Looking at the parity range between 1995 and 2008, if the gas project had been in operation, “the State of Alaska 4 percent of the time would have provided a bit of a subsidy to the oil companies” by uplifting the net value of the gas during six months out of 14 years, Ruggiero said.
But when the parity is below the expected 7- or 8-to-1, “that’s when the state’s receiving extra value. As the price of gas increases relative to oil then we go back up the progressivity curve and the State of Alaska is getting it back in return.”
Ruggiero also said that the market will correct itself when gas gets to be unusually inexpensive relative to oil, because “there are quite a few industries that can switch literally on a penny or two difference in the price and that will switch between liquid fuels and gas, such as a large number of the power generation plants in the Lower 48.”
RecommendationSen. Charlie Huggins, R-Wasilla, asked Ruggiero what tax scheme — combined or separate for oil and gas — he would recommend if the state had only oil production and was suddenly faced with a major gas find.
“I hate to say this, but it depends,” Ruggiero said. Variables would include the size of the project and its relative location.
But separate oil and gas taxes, such as David Wood suggested to LB&A in December, open Pandora’s Box, he said.
Would you tax the oil and gas revenue streams separately or would you do separate taxes by field or unit? If it’s by field or unit, you’d have to define what is a gas field and what is an oil field.
If the tax is by stream — oil or gas — “you then have to come through and you have to label each piece of equipment” as gas equipment or oil equipment “because you’re going to put these into two different tax regimes.”
Whether Gaffney, Cline would recommend a blended tax or separate taxes “depends on where the asset is located, how large it is, what type of market it’s going into, how many other existing facilities it would have to use and the list would go on and on,” Ruggiero said. He told Huggins that in the past Gaffney, Cline has recommended both combined systems and separate systems.
But, Ruggiero said “There’s a lot more analysis that needs to be done, digging down into some of the specifics before you can even start as a state to think about the need to change your fiscal system for gas.”
Stedman said he did not expect to see the Legislature “go into a debate on the gas tax,” and said he expects the gas tax to be dealt with at a later date.
Huggins noted that he wanted to “get out in front” of the gas tax issue and said he didn’t want to see a special session in 2010 before the open season to deal with gas tax issues.

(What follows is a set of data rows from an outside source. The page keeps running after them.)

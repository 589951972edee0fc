// src/config/loader.rs

use std::path::Path;
use std::sync::Arc;

use tracing::debug;

use crate::config::model::{ConfigFile, RawConfigFile};
use crate::errors::{Result, WatchmillError};
use crate::fs::FileSystem;

/// Reads and validates a `Watchmill.toml` from `path`.
pub fn load_config(fs: &Arc<dyn FileSystem>, path: &Path) -> Result<ConfigFile> {
    if !fs.exists(path) {
        return Err(WatchmillError::ConfigError(format!(
            "config file not found: {}",
            path.display()
        )));
    }

    let bytes = fs.read_file(path)?;
    let text = String::from_utf8(bytes).map_err(|_| {
        WatchmillError::ConfigError(format!("config file is not UTF-8: {}", path.display()))
    })?;

    let raw: RawConfigFile = toml::from_str(&text)?;
    let config = ConfigFile::try_from(raw)?;
    debug!(
        source_dirs = config.filer.source_dirs.len(),
        builds = config.builds.len(),
        "loaded config"
    );
    Ok(config)
}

Sen. Hollis French, D-Anchorage, said Huggins had expressed half of what he was going to say, and reminded those listening that the reason Huggins brought up the year 2010 is that the Legislature promised, in AGIA, “to keep gas taxes the same for 10 years” when gas starts flowing for those committing to ship gas in the first binding open season of an AGIA project, based on the rates in place at the time of that open season.